WIMBLEDON, England -- What makes Zheng Jie so exhilarating?
Is it that she simply looks a bit different from most tennis players, exotic for a Grand Slam semifinalist, as she becomes the first Asian to reach a major final four?
That's a bit of it, but there must be more. Is it knowing that she's ranked No. 133 in the world because of her hiatus with an ankle injury, and only the second female wild card to reach a Grand Slam semifinal in the 40-year Open era, the first since the great Monica Seles upon her return at the 1995 U.S. Open?
Sure, that's great, but that can't be all. Is it that she hails from a country (China) without much of a tennis legacy, and that she started out taking lessons from instructors who taught 10 to 20 pupils at a time, and that her 2006 Wimbledon doubles title with countrywoman Yan Zi was eclipsed by World Cup fever?
That's some of it, but still, no. Is it that she's playing her 15th Grand Slam event at age almost 25, and had never surpassed a fourth round until this one, which she entered only with that wild card, and when asked if she expected anything like this, replied, "No"?
Good, but . . . is it that she's playing a game that her culture prefers played on a table?
Yeah, that's pretty fetching, but still not the crux.

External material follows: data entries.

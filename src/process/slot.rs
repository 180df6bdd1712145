/// The single current host process, or none.
///
/// Owned by the main pipeline's task and mutated only there, so no lock.
#[derive(Debug)]
pub struct ChildSlot<P> {
    current: Option<P>,
}

impl<P> Default for ChildSlot<P> {
    fn default() -> Self {
        Self { current: None }
    }
}

impl<P> ChildSlot<P> {
    pub fn new() -> Self {
        Self::default()
    }

    /// Store `next` as current, handing back the one it replaces.
    pub fn replace(&mut self, next: P) -> Option<P> {
        self.current.replace(next)
    }

    /// Empty the slot.
    pub fn take(&mut self) -> Option<P> {
        self.current.take()
    }

    #[cfg(test)]
    pub fn current(&self) -> Option<&P> {
        self.current.as_ref()
    }

    #[cfg(test)]
    pub fn is_occupied(&self) -> bool {
        self.current.is_some()
    }
}
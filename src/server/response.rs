//! HTTP response handlers.

use std::{fs, path::Path};

use anyhow::{Context, Result, anyhow};
use tiny_http::{Header, Method, Request, Response, StatusCode};

use crate::embed::serve::{reload_js, reload_script_tag};
use crate::utils::mime::{self, types};

/// Respond with a static file, injecting the reload script into HTML.
pub fn respond_file(request: Request, path: &Path) -> Result<()> {
    let content_type = mime::from_path(path);
    reply(request, 200, content_type, || {
        let body =
            fs::read(path).with_context(|| format!("Failed to read {}", path.display()))?;
        Ok(if mime::is_html(content_type) {
            inject_reload_script(&body)
        } else {
            body
        })
    })
}

/// Respond with the live reload client, pointed at `ws_port`.
pub fn respond_reload_js(request: Request, ws_port: u16) -> Result<()> {
    reply(request, 200, types::JAVASCRIPT, || {
        Ok(reload_js(ws_port).into_bytes())
    })
}

pub fn respond_not_found(request: Request) -> Result<()> {
    reply(request, 404, types::PLAIN, || Ok(b"404 Not Found".to_vec()))
}

/// Shutdown has begun.
pub fn respond_unavailable(request: Request) -> Result<()> {
    reply(request, 503, types::PLAIN, || {
        Ok(b"503 Service Unavailable".to_vec())
    })
}

/// Insert the reload `<script>` before the last `</body>`, or append it
/// when the document has none.
pub fn inject_reload_script(content: &[u8]) -> Vec<u8> {
    const BODY_CLOSE: &[u8] = b"</body>";
    let tag = reload_script_tag();

    let at = content
        .windows(BODY_CLOSE.len())
        .rposition(|w| w.eq_ignore_ascii_case(BODY_CLOSE))
        .unwrap_or(content.len());

    let (head, tail) = content.split_at(at);
    [head, tag.as_bytes(), tail].concat()
}

/// Send `status` with headers; the body is only produced for non-HEAD
/// requests.
fn reply(
    request: Request,
    status: u16,
    content_type: &'static str,
    body: impl FnOnce() -> Result<Vec<u8>>,
) -> Result<()> {
    let headers = [
        header("Content-Type", content_type)?,
        header("Cache-Control", "no-store")?,
    ];

    if request.method() == &Method::Head {
        let mut response = Response::empty(StatusCode(status));
        for h in headers {
            response.add_header(h);
        }
        request.respond(response)?;
    } else {
        let mut response = Response::from_data(body()?).with_status_code(StatusCode(status));
        for h in headers {
            response.add_header(h);
        }
        request.respond(response)?;
    }
    Ok(())
}

fn header(key: &'static str, value: &'static str) -> Result<Header> {
    Header::from_bytes(key, value).map_err(|()| anyhow!("invalid header {key}: {value}"))
}

#[cfg(test)]
mod tests {
    use super::*;

    #[test]
    fn test_inject_before_last_body_close() {
        let html = b"<html><body><p></body></p></BODY></html>";
        let injected = String::from_utf8(inject_reload_script(html)).unwrap();
        let tag = reload_script_tag();

        assert!(injected.contains(&format!("</p>{tag}</BODY>")));
        assert_eq!(injected.matches(&tag).count(), 1);
    }

    #[test]
    fn test_inject_appends_without_body() {
        let injected = String::from_utf8(inject_reload_script(b"<p>hi</p>")).unwrap();
        assert!(injected.starts_with("<p>hi</p>"));
        assert!(injected.ends_with(&reload_script_tag()));
    }
}
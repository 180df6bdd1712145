//! Reload Module
//!
//! Live reload for the renderer: the message protocol spoken over the dev
//! server's WebSocket channel.
//!
//! ```text
//! worker rebuilt / renderer changed -> WsActor -> Browser (location.reload)
//! ```

pub mod message;

pub use message::ReloadMessage;
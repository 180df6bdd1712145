//! Resources compiled into the binary.
//!
//! - `serve` - Dev server resources (live reload client)

pub mod serve {
    /// URL path the dev server answers with the reload client.
    pub const RELOAD_JS_PATH: &str = "/__devwatch/reload.js";

    const RELOAD_JS: &str = include_str!("serve/reload.js");
    const WS_PORT_PLACEHOLDER: &str = "__DEVWATCH_WS_PORT__";

    /// Live reload client pointed at `ws_port` on the page's own host.
    pub fn reload_js(ws_port: u16) -> String {
        RELOAD_JS.replace(WS_PORT_PLACEHOLDER, &ws_port.to_string())
    }

    /// `<script>` tag injected into served HTML.
    pub fn reload_script_tag() -> String {
        format!(r#"<script src="{RELOAD_JS_PATH}"></script>"#)
    }
}
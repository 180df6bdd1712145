//! Development server with live reload support.
//!
//! Serves the renderer root over HTTP and pushes reload messages to every
//! open page over a WebSocket on a second port.
//!
//! ```text
//! http thread ── rayon pool ── handle_request ── files from serve.root
//! ws accept thread ── handshake ──[AddClient]──> WsActor (task)
//! ServerHandle::broadcast ─────────[Broadcast]──> WsActor ──> clients
//! ```
//!
//! Both listeners are bound before [`DevServer::start`] returns, so a
//! [`ServerHandle`] always carries a real address.

mod path;
mod response;


use std::io;
use std::net::{SocketAddr, TcpListener, TcpStream};
use std::path::PathBuf;
use std::sync::Arc;
use std::sync::atomic::{AtomicBool, Ordering};
use std::thread::JoinHandle;
use std::time::Duration;

use anyhow::{Context, Result, anyhow};
use tiny_http::{Request, Server};
use tokio::sync::mpsc;

use crate::actor::messages::WsMsg;
use crate::actor::ws::{Broadcaster, WsActor};
use crate::config::ServeConfig;
use crate::embed::serve::RELOAD_JS_PATH;
use crate::{debug, log};

/// Worker threads answering HTTP requests.
const HTTP_THREADS: usize = 4;

/// How often the WebSocket acceptor checks for new connections and stop.
const ACCEPT_POLL_INTERVAL: Duration = Duration::from_millis(100);

/// A client that connects but never completes its handshake is dropped.
const HANDSHAKE_TIMEOUT: Duration = Duration::from_secs(5);

/// What request handlers need to know.
struct Site {
    root: PathBuf,
    ws_port: u16,
}

pub struct DevServer;

impl DevServer {
    /// Bind both listeners and start serving.
    ///
    /// One attempt per port: a port that is taken fails the start. Must be
    /// called from within a tokio runtime (the broadcast actor is a task).
    pub fn start(config: &ServeConfig) -> Result<ServerHandle> {
        let addr = SocketAddr::new(config.interface, config.port);
        let server = Server::http(addr)
            .map_err(|e| anyhow!("failed to bind dev server on {addr}: {e}"))?;
        let addr = server
            .server_addr()
            .to_ip()
            .ok_or_else(|| anyhow!("dev server is not listening on an IP address"))?;
        let server = Arc::new(server);

        let ws_listener = TcpListener::bind((config.interface, config.ws_port))
            .with_context(|| {
                format!(
                    "failed to bind live reload socket on {}:{}",
                    config.interface, config.ws_port
                )
            })?;
        ws_listener.set_nonblocking(true)?;
        let ws_addr = ws_listener.local_addr()?;

        let (ws_tx, ws_rx) = mpsc::unbounded_channel();
        let ws_task = tokio::spawn(WsActor::new(ws_rx).run());
        let stop = Arc::new(AtomicBool::new(false));

        let site = Arc::new(Site {
            root: config.root.clone(),
            ws_port: ws_addr.port(),
        });

        let spawned = spawn_threads(
            Arc::clone(&server),
            site,
            ws_listener,
            ws_tx.clone(),
            Arc::clone(&stop),
        );
        let threads = match spawned {
            Ok(threads) => threads,
            Err(e) => {
                stop.store(true, Ordering::SeqCst);
                server.unblock();
                ws_task.abort();
                return Err(e);
            }
        };

        debug!("ws"; "ws://{}", ws_addr);
        Ok(ServerHandle {
            addr,
            ws_addr,
            server,
            broadcaster: Broadcaster::new(ws_tx.clone()),
            ws_tx,
            ws_task,
            stop,
            threads,
        })
    }
}

fn spawn_threads(
    server: Arc<Server>,
    site: Arc<Site>,
    ws_listener: TcpListener,
    ws_tx: mpsc::UnboundedSender<WsMsg>,
    stop: Arc<AtomicBool>,
) -> Result<Vec<JoinHandle<()>>> {
    // Use thread pool to handle requests concurrently
    let pool = rayon::ThreadPoolBuilder::new()
        .num_threads(HTTP_THREADS)
        .thread_name(|i| format!("http-{i}"))
        .build()
        .context("failed to create http thread pool")?;

    let http = std::thread::Builder::new()
        .name("http".into())
        .spawn(move || run_request_loop(&server, &pool, &site))
        .context("failed to spawn http thread")?;

    let ws = std::thread::Builder::new()
        .name("ws-accept".into())
        .spawn(move || accept_loop(&ws_listener, &ws_tx, &stop))
        .context("failed to spawn ws accept thread")?;

    Ok(vec![http, ws])
}

// ============================================================================
// ServerHandle
// ============================================================================

/// The running dev server.
pub struct ServerHandle {
    addr: SocketAddr,
    ws_addr: SocketAddr,
    server: Arc<Server>,
    broadcaster: Broadcaster,
    ws_tx: mpsc::UnboundedSender<WsMsg>,
    ws_task: tokio::task::JoinHandle<()>,
    stop: Arc<AtomicBool>,
    threads: Vec<JoinHandle<()>>,
}

impl ServerHandle {
    /// Bound HTTP address.
    pub fn address(&self) -> SocketAddr {
        self.addr
    }

    /// Bound live reload address.
    pub fn ws_address(&self) -> SocketAddr {
        self.ws_addr
    }

    /// Push `msg` to every connected client. Never blocks; zero clients is
    /// fine. Pipelines hold a [`Broadcaster`] instead.
    #[cfg(test)]
    pub fn broadcast(&self, msg: crate::reload::ReloadMessage) {
        self.broadcaster.broadcast(msg);
    }

    /// Cloneable broadcast capability for pipelines.
    pub fn broadcaster(&self) -> Broadcaster {
        self.broadcaster.clone()
    }

    /// Stop accepting, close clients and wait for the server threads.
    pub async fn shutdown(self) {
        self.stop.store(true, Ordering::SeqCst);
        self.server.unblock();
        let _ = self.ws_tx.send(WsMsg::Shutdown);
        let _ = self.ws_task.await;

        let threads = self.threads;
        let _ = tokio::task::spawn_blocking(move || {
            for thread in threads {
                let _ = thread.join();
            }
        })
        .await;
        debug!("serve"; "stopped");
    }
}

// ============================================================================
// HTTP
// ============================================================================

fn run_request_loop(server: &Server, pool: &rayon::ThreadPool, site: &Arc<Site>) {
    for request in server.incoming_requests() {
        let site = Arc::clone(site);
        pool.spawn(move || {
            if let Err(e) = handle_request(request, &site) {
                log!("serve"; "request error: {e}");
            }
        });
    }
}

/// Handle a single HTTP request
fn handle_request(request: Request, site: &Site) -> Result<()> {
    // Early exit if shutdown requested
    if crate::core::is_shutdown() {
        return response::respond_unavailable(request);
    }

    // Served from memory, whatever is on disk
    if request.url() == RELOAD_JS_PATH {
        return response::respond_reload_js(request, site.ws_port);
    }

    if let Some(path) = path::resolve_path(request.url(), &site.root) {
        return response::respond_file(request, &path);
    }

    debug!("serve"; "404 {}", request.url());
    response::respond_not_found(request)
}

// ============================================================================
// WebSocket accept
// ============================================================================

/// Accept live reload clients until `stop` is set.
///
/// Handshakes block, so they run here rather than in the actor; finished
/// sockets are switched to non-blocking for the actor's reader.
fn accept_loop(listener: &TcpListener, ws_tx: &mpsc::UnboundedSender<WsMsg>, stop: &AtomicBool) {
    while !stop.load(Ordering::SeqCst) {
        match listener.accept() {
            Ok((stream, peer)) => match handshake(stream) {
                Ok(ws) => {
                    debug!("ws"; "client {} connected", peer);
                    if ws_tx.send(WsMsg::AddClient(ws)).is_err() {
                        break;
                    }
                }
                Err(e) => debug!("ws"; "handshake with {} failed: {:#}", peer, e),
            },
            Err(e) if e.kind() == io::ErrorKind::WouldBlock => {
                std::thread::sleep(ACCEPT_POLL_INTERVAL);
            }
            Err(e) => {
                debug!("ws"; "accept failed: {}", e);
                std::thread::sleep(ACCEPT_POLL_INTERVAL);
            }
        }
    }
}

fn handshake(stream: TcpStream) -> Result<tungstenite::WebSocket<TcpStream>> {
    stream.set_nonblocking(false)?;
    stream.set_read_timeout(Some(HANDSHAKE_TIMEOUT))?;

    let ws = tungstenite::accept(stream).map_err(|e| anyhow!("{e}"))?;

    ws.get_ref().set_read_timeout(None)?;
    ws.get_ref().set_nonblocking(true)?;
    Ok(ws)
}
//! Filesystem path normalization.

use std::path::{Path, PathBuf};

/// Normalize a file system path to absolute form.
///
/// Tries `canonicalize()` first (resolves symlinks, `.`, `..`).
/// Falls back to:
/// - Return as-is if already absolute
/// - Join with current directory if relative
///
/// Watch events and config paths both go through here so that the
/// out_dir ignore check compares like with like.
#[inline]
pub fn normalize_path(path: &Path) -> PathBuf {
    path.canonicalize().unwrap_or_else(|_| {
        if path.is_absolute() {
            path.to_path_buf()
        } else {
            std::env::current_dir().map_or_else(|_| path.to_path_buf(), |cwd| cwd.join(path))
        }
    })
}

/// Check whether `path` lives under any of `prefixes`.
pub fn is_under_any(path: &Path, prefixes: &[PathBuf]) -> bool {
    prefixes.iter().any(|prefix| path.starts_with(prefix))
}
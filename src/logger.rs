//! Logging utilities with colored output and rebuild status lines.
//!
//! This module provides:
//! - `log!` macro for formatted terminal output with colored prefixes
//! - `debug!` macro, only shown with `--verbose`
//! - `status_success` / `status_error` for per-target rebuild results
//!
//! # Example
//!
//! ```ignore
//! log!("serve"; "http://{}", addr);
//! debug!("ws"; "broadcast to {} clients", count);
//! status_success("main", "rebuilt");
//! ```
//!
//! Host processes and resident build tools write to the same terminal, so
//! status lines are appended, never redrawn in place.

use crossterm::{
    execute,
    terminal::{Clear, ClearType},
};
use owo_colors::OwoColorize;
use std::{
    io::{Write, stdout},
    sync::atomic::{AtomicBool, Ordering},
};

/// Global verbose flag (set by --verbose CLI argument)
static VERBOSE: AtomicBool = AtomicBool::new(false);

/// Set verbose mode globally
pub fn set_verbose(v: bool) {
    VERBOSE.store(v, Ordering::SeqCst);
}

/// Check if verbose mode is enabled
pub fn is_verbose() -> bool {
    VERBOSE.load(Ordering::SeqCst)
}

// ============================================================================
// Log Macro
// ============================================================================

/// Log a message with a colored module prefix
///
/// # Usage
/// ```ignore
/// log!("module"; "message with {} formatting", args);
/// ```
#[macro_export]
macro_rules! log {
    ($module:expr; $($arg:tt)*) => {{
        $crate::logger::log($module, &format!($($arg)*))
    }};
}

/// Log a debug message (only shown when --verbose is enabled)
///
/// # Usage
/// ```ignore
/// debug!("module"; "debug info: {}", value);
/// ```
#[macro_export]
macro_rules! debug {
    ($module:expr; $($arg:tt)*) => {{
        if $crate::logger::is_verbose() {
            $crate::logger::log($module, &format!($($arg)*))
        }
    }};
}

// ============================================================================
// Helper Functions
// ============================================================================

/// Log a message with a colored module prefix
#[inline]
pub fn log(module: &str, message: &str) {
    let module_lower = module.to_ascii_lowercase();
    let prefix = colorize_prefix(module, &module_lower);

    let mut stdout = stdout().lock();
    execute!(stdout, Clear(ClearType::UntilNewLine)).ok();
    writeln!(stdout, "{prefix} {message}").ok();
    stdout.flush().ok();
}

/// Apply color to a module prefix based on module type
#[inline]
fn colorize_prefix(module: &str, module_lower: &str) -> String {
    let prefix = format!("[{module}]");
    match module_lower {
        "serve" | "ws" => prefix.bright_blue().bold().to_string(),
        "main" | "host" => prefix.bright_magenta().bold().to_string(),
        "worker" => prefix.bright_cyan().bold().to_string(),
        "watch" | "renderer" => prefix.bright_green().bold().to_string(),
        "error" => prefix.bright_red().bold().to_string(),
        _ => prefix.bright_yellow().bold().to_string(),
    }
}

// ============================================================================
// Rebuild status lines
// ============================================================================

/// Get current UTC time formatted as HH:MM:SS
fn now() -> String {
    use std::time::SystemTime;
    let secs = SystemTime::now()
        .duration_since(SystemTime::UNIX_EPOCH)
        .map(|d| d.as_secs())
        .unwrap_or(0);
    format_clock(secs)
}

fn format_clock(secs: u64) -> String {
    let hours = (secs / 3600) % 24;
    let minutes = (secs / 60) % 60;
    let seconds = secs % 60;
    format!("{hours:02}:{minutes:02}:{seconds:02}")
}

/// Build a status line: `[HH:MM:SS] <symbol> [target] message`.
fn status_line(symbol: &str, target: &str, message: &str) -> String {
    let timestamp = format!("[{}]", now()).dimmed().to_string();
    let prefix = colorize_prefix(target, &target.to_ascii_lowercase());
    format!("{timestamp} {symbol} {prefix} {message}")
}

fn write_status(line: &str) {
    let mut stdout = stdout().lock();
    writeln!(stdout, "{line}").ok();
    stdout.flush().ok();
}

/// Report a successful step for a target (✓ prefix, green).
pub fn status_success(target: &str, message: &str) {
    write_status(&status_line(&"✓".green().to_string(), target, message));
}

/// Report a failed step for a target (✗ prefix, red) with optional detail.
pub fn status_error(target: &str, summary: &str, detail: &str) {
    let message = if detail.is_empty() {
        summary.to_string()
    } else {
        format!("{summary}\n{detail}")
    };
    write_status(&status_line(&"✗".red().to_string(), target, &message));
}

/// Report a warning for a target (⚠ prefix, yellow).
pub fn status_warning(target: &str, message: &str) {
    write_status(&status_line(&"⚠".yellow().to_string(), target, message));
}

// ============================================================================
// Tests
// ============================================================================
//! Configuration section definitions.
//!
//! Each module corresponds to a section in `devwatch.toml`:
//!
//! | Module   | TOML Section           | Purpose                              |
//! |----------|------------------------|--------------------------------------|
//! | `serve`  | `[serve]`              | Dev server for the renderer          |
//! | `target` | `[main]`, `[worker]`   | Watch-build targets                  |
//! | `host`   | `[host]`               | Host process launch                  |

mod host;
mod serve;
mod target;

pub use host::HostConfig;
pub use serve::ServeConfig;
pub use target::{Section, Strategy, TargetConfig};
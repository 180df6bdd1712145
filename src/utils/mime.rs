//! Content types for files served to the renderer.

use std::path::Path;

/// Content types the server itself emits.
pub mod types {
    pub const HTML: &str = "text/html; charset=utf-8";
    pub const PLAIN: &str = "text/plain; charset=utf-8";
    pub const JAVASCRIPT: &str = "text/javascript; charset=utf-8";
    pub const OCTET_STREAM: &str = "application/octet-stream";
}

/// Extension table. Bundler output is mostly scripts, styles, source maps
/// and whatever assets the renderer imports.
const BY_EXTENSION: &[(&[&str], &str)] = &[
    (&["html", "htm"], types::HTML),
    (&["js", "mjs", "cjs"], types::JAVASCRIPT),
    (&["css"], "text/css; charset=utf-8"),
    (&["json", "map"], "application/json"),
    (&["wasm"], "application/wasm"),
    (&["txt"], types::PLAIN),
    (&["svg"], "image/svg+xml"),
    (&["png"], "image/png"),
    (&["jpg", "jpeg"], "image/jpeg"),
    (&["gif"], "image/gif"),
    (&["webp"], "image/webp"),
    (&["ico"], "image/x-icon"),
    (&["woff"], "font/woff"),
    (&["woff2"], "font/woff2"),
    (&["ttf"], "font/ttf"),
];

/// Content type for `path`, by extension (case-insensitive).
pub fn from_path(path: &Path) -> &'static str {
    let Some(ext) = path.extension().and_then(|e| e.to_str()) else {
        return types::OCTET_STREAM;
    };

    BY_EXTENSION
        .iter()
        .find(|(exts, _)| exts.iter().any(|e| e.eq_ignore_ascii_case(ext)))
        .map_or(types::OCTET_STREAM, |&(_, mime)| mime)
}

/// HTML responses get the reload script injected.
pub fn is_html(mime: &str) -> bool {
    mime == types::HTML
}

#[cfg(test)]
mod tests {
    use super::*;

    #[test]
    fn test_from_path() {
        assert_eq!(from_path(Path::new("index.html")), types::HTML);
        assert_eq!(from_path(Path::new("INDEX.HTM")), types::HTML);
        assert_eq!(from_path(Path::new("worker.mjs")), types::JAVASCRIPT);
        assert_eq!(from_path(Path::new("app.js.map")), "application/json");
        assert_eq!(from_path(Path::new("logo.png")), "image/png");
        assert_eq!(from_path(Path::new("unknown.xyz")), types::OCTET_STREAM);
        assert_eq!(from_path(Path::new("Makefile")), types::OCTET_STREAM);
    }

    #[test]
    fn test_is_html() {
        assert!(is_html(from_path(Path::new("a.html"))));
        assert!(!is_html(types::JAVASCRIPT));
    }
}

Is it that, in a sport with a burgeoning armada of tall drones who whack tennis balls from baselines often without any thought about what they're doing, it revs up the senses to see a 5-foot-4 1/2 sprite use her cleverness, her coolness and her low center of gravity to fell a series of redwoods, including a 6-foot-2 Ana Ivanovic and a 6-foot Nicole Vaidisova, among others?
Yeah, that's it.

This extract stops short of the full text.